The Deputy State Secretary for Social Inclusion of the Ministry of Human Capacities stressed the importance of remembering on the international Roma Holocaust Memorial Day on Thursday in Budapest.
Mrs Langer Katalin Victor said at the conference held in Újpest on the occasion of the memorial day that the task in hand is dual: one the one hand, we must pass on the stories that spread by word of mouth, and on the other we must transform historical faithfulness to historic faithfulness.
“No one can afford – not a single individual, but especially not a nation – to forget”, the Deputy State Secretary said.
She added that there are a number of events in the history of communities, nations, nationalities and minorities which are painful and tragic.
We are reluctant to remember these, but even that which is tragic, such as the Roma Holocaust, is part of our common memory, the politician said.
Mrs Langer highlighted that in May 1944 in the Roma camp in Auschwitz the Roma rebelled against their captors, and fought for their lives as heroes.
Against the background of remembrance we also celebrate heroes, she said.
Szabolcs Molnár, Fidesz Deputy Mayor of the district highlighted that on 11 July 1944 ten thousand people of Jewish and Roma origin were forcibly taken away from Újpest regardless of age or gender. Therefore 13 years ago the local municipality declared 11 July an Újpest day of mourning.
Barna Pál Zsigmond (Fidesz) Member of Parliament also stressed that we must remember and preserve the memories of the victims so as to ensure that such atrocities may never happen again.
He said that – with the exception of the horrors of the war – Újpest is a district that readily embraces other communities, and in this spirit the municipality has formed exemplary cooperation schemes with the national communities living there.
Historian László Karsai pointed out that to this day the Roma policy of the Nazis and their allies remains a topic that is poorly studied and processed.

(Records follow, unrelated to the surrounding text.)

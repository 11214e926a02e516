//! Source and Target capability traits
//!
//! These are the seams the engine drives. Implementations live in the
//! plugins crate (and in test fixtures); the engine only ever sees
//! `Arc<dyn Source>` / `Arc<dyn Target>`.

use crate::error::PluginError;
use crate::record::{Record, SourcedRecord};
use async_trait::async_trait;
use futures::stream::BoxStream;
use gleaner_common::DateRange;

/// Lazy stream of extracted records
///
/// The stream owns whatever it needs (client handles, cursors); it must
/// not borrow the source it came from, because the engine consumes it on
/// a spawned task.
pub type RecordStream = BoxStream<'static, Result<Record, PluginError>>;

/// A producer of records for a date range
#[async_trait]
pub trait Source: Send + Sync {
    /// Stable identity, used in the ledger and in target rows.
    fn id(&self) -> &str;

    /// Open a record stream for the given range. Errors opening the
    /// stream and errors yielded by it are both recorded as extraction
    /// failures for this source.
    async fn extract(&self, range: DateRange) -> Result<RecordStream, PluginError>;

    /// Drop upstream staging data for the range, where the backing
    /// service supports it. Best effort: the engine logs and continues
    /// on failure.
    async fn purge(&self, _range: DateRange) -> Result<(), PluginError> {
        Ok(())
    }
}

impl std::fmt::Debug for dyn Source {
    fn fmt(&self, f: &mut std::fmt::Formatter<'_>) -> std::fmt::Result {
        f.debug_struct("Source").field("id", &self.id()).finish()
    }
}

/// A consumer of record batches
///
/// Transaction verbs default to no-ops for stores without transactions;
/// such stores rely on [`Target::clear`] for retry-safety instead.
#[async_trait]
pub trait Target: Send + Sync {
    /// Stable identity, used in failure reports.
    fn id(&self) -> &str;

    /// Write one batch. Every target of a phase receives every batch.
    async fn inject(&self, batch: &[SourcedRecord]) -> Result<(), PluginError>;

    /// Remove previously committed records for the given sources and
    /// range, returning how many went away.
    async fn clear(&self, _range: DateRange, _source_ids: &[String]) -> Result<u64, PluginError> {
        Ok(0)
    }

    async fn start_transaction(&self) -> Result<(), PluginError> {
        Ok(())
    }

    async fn commit_transaction(&self) -> Result<(), PluginError> {
        Ok(())
    }

    async fn rollback_transaction(&self) -> Result<(), PluginError> {
        Ok(())
    }
}

impl std::fmt::Debug for dyn Target {
    fn fmt(&self, f: &mut std::fmt::Formatter<'_>) -> std::fmt::Result {
        f.debug_struct("Target").field("id", &self.id()).finish()
    }
}
//! Gleaner CLI - Main entry point

use clap::Parser;
use gleaner_cli::Cli;
use gleaner_common::{init_logging, LogConfig};
use std::process;
use tracing::error;

#[tokio::main]
async fn main() {
    let cli = Cli::parse();

    // Environment overrides the defaults, flags override the environment.
    let mut log_config = LogConfig::from_env().unwrap_or_default();
    if let Some(level) = cli.log_level {
        log_config = log_config.with_level(level);
    }
    if let Some(ref output) = cli.log_output {
        log_config = log_config.with_output(output.clone());
    }
    if let Some(format) = cli.log_format {
        log_config = log_config.with_format(format);
    }

    // The guard must outlive the run or buffered file output is dropped.
    let _guard = match init_logging(&log_config) {
        Ok(guard) => guard,
        Err(err) => {
            eprintln!("Warning: logging setup failed: {}", err);
            None
        },
    };

    if let Err(err) = gleaner_cli::execute(&cli).await {
        error!(error = %err, "Run failed");
        eprintln!("Error: {:#}", err);
        process::exit(1);
    }
}
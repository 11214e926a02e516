//! Standard-output target
//!
//! `stdout-write` prints each record as one JSON line, source id
//! included, which makes it useful for piping a run into `jq` or for
//! eyeballing what a source actually produces. There is nothing to roll
//! back; lines already printed stay printed.

use async_trait::async_trait;
use gleaner_core::{EtlError, PluginError, PluginOptions, SourcedRecord, Target};
use std::io::Write;
use std::sync::Arc;

/// Registry constructor for `stdout-write`.
pub fn target(options: &PluginOptions) -> Result<Arc<dyn Target>, EtlError> {
    Ok(Arc::new(StdoutTarget {
        id: options.id().to_string(),
    }))
}

pub struct StdoutTarget {
    id: String,
}

#[async_trait]
impl Target for StdoutTarget {
    fn id(&self) -> &str {
        &self.id
    }

    async fn inject(&self, batch: &[SourcedRecord]) -> Result<(), PluginError> {
        let stdout = std::io::stdout();
        let mut handle = stdout.lock();
        for sourced in batch {
            let line = serde_json::to_string(sourced)?;
            writeln!(handle, "{}", line)?;
        }
        Ok(())
    }

    async fn commit_transaction(&self) -> Result<(), PluginError> {
        std::io::stdout().flush()?;
        Ok(())
    }
}
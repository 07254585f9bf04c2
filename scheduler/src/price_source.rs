//! Where the alert job reads "current price" from.

use std::fmt;
use std::str::FromStr;
use std::sync::Arc;
use std::time::Duration;

use async_trait::async_trait;
use rust_decimal::Decimal;
use thiserror::Error;

use market::feed::with_deadline;
use market::{MarketError, MarketFeed};
use store::{StateStore, StoreError};

#[derive(Debug, Error)]
pub enum PriceError {
    #[error(transparent)]
    Market(#[from] MarketError),

    #[error(transparent)]
    Store(#[from] StoreError),
}

/// Current price lookup for a single asset. `Ok(None)` means no price is
/// known right now.
#[async_trait]
pub trait PriceSource: Send + Sync {
    async fn current_price(&self, asset_id: &str) -> Result<Option<Decimal>, PriceError>;
}

/// Asks the upstream provider directly, one lightweight call per asset.
pub struct FeedPriceSource {
    feed: Arc<dyn MarketFeed>,
    timeout: Duration,
}

impl FeedPriceSource {
    pub fn new(feed: Arc<dyn MarketFeed>, timeout: Duration) -> Self {
        Self { feed, timeout }
    }
}

#[async_trait]
impl PriceSource for FeedPriceSource {
    async fn current_price(&self, asset_id: &str) -> Result<Option<Decimal>, PriceError> {
        let price = with_deadline(
            "current price",
            self.timeout,
            self.feed.fetch_current_price(asset_id),
        )
        .await?;

        Ok(price)
    }
}

/// Reads the row the ingestion job last wrote. No upstream traffic, but the
/// price is only as fresh as the last ingestion cycle.
pub struct StatePriceSource {
    state: Arc<dyn StateStore>,
}

impl StatePriceSource {
    pub fn new(state: Arc<dyn StateStore>) -> Self {
        Self { state }
    }
}

#[async_trait]
impl PriceSource for StatePriceSource {
    async fn current_price(&self, asset_id: &str) -> Result<Option<Decimal>, PriceError> {
        Ok(self
            .state
            .get_asset(asset_id)
            .await?
            .map(|a| a.current_price))
    }
}

/// Configured choice of [`PriceSource`].
#[derive(Debug, Clone, Copy, Default, PartialEq, Eq)]
pub enum PriceSourceKind {
    #[default]
    Upstream,
    State,
}

impl FromStr for PriceSourceKind {
    type Err = String;

    fn from_str(s: &str) -> Result<Self, Self::Err> {
        match s.trim().to_ascii_lowercase().as_str() {
            "upstream" => Ok(Self::Upstream),
            "state" => Ok(Self::State),
            other => Err(format!("unknown price source '{other}'")),
        }
    }
}

impl fmt::Display for PriceSourceKind {
    fn fmt(&self, f: &mut fmt::Formatter<'_>) -> fmt::Result {
        match self {
            Self::Upstream => f.write_str("upstream"),
            Self::State => f.write_str("state"),
        }
    }
}

#[cfg(test)]
mod tests {
    use super::*;

    #[test]
    fn parses_price_source_names() {
        assert_eq!("upstream".parse::<PriceSourceKind>(), Ok(PriceSourceKind::Upstream));
        assert_eq!(" STATE ".parse::<PriceSourceKind>(), Ok(PriceSourceKind::State));
        assert!("redis".parse::<PriceSourceKind>().is_err());
    }
}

In the relevant literature there are major debates even regarding the most fundamental issues, he added. Mr Karsai said there was no European plan for the extermination of the Roma, the Nazis did not plan to kill all Roma.
In contrast to Jews, they did not regard them as “a highly powerful race that sought to destroy humanity and to rule the world”. They were persecuted on a racial basis, “their way of life was defamed on genetic grounds, with reference to pseudo-scientific arguments”, he said.
The conference organised by the Eötvös József Roma-Hungarian Pedagogical Society, the Asociata Nevo Parudimos (Romania) and the Modulus Community Building Association was also attended by Félix Farkas, advocate of the Roma national community.
Since 1972 August the second has been the international Roma Holocaust Memorial Day. Based on the decision of the congress of the World Roma Organization a number of countries around the world have since remembered on this day the events of the night of 2 August 1944 when in just a few hours more than three thousand Roma were killed in the Auschwitz-Birkenau concentration camp. The European Parliament declared the historical fact of Roma Holocaust during World War II in a decision adopted at its plenary meeting held on 15 April 2015.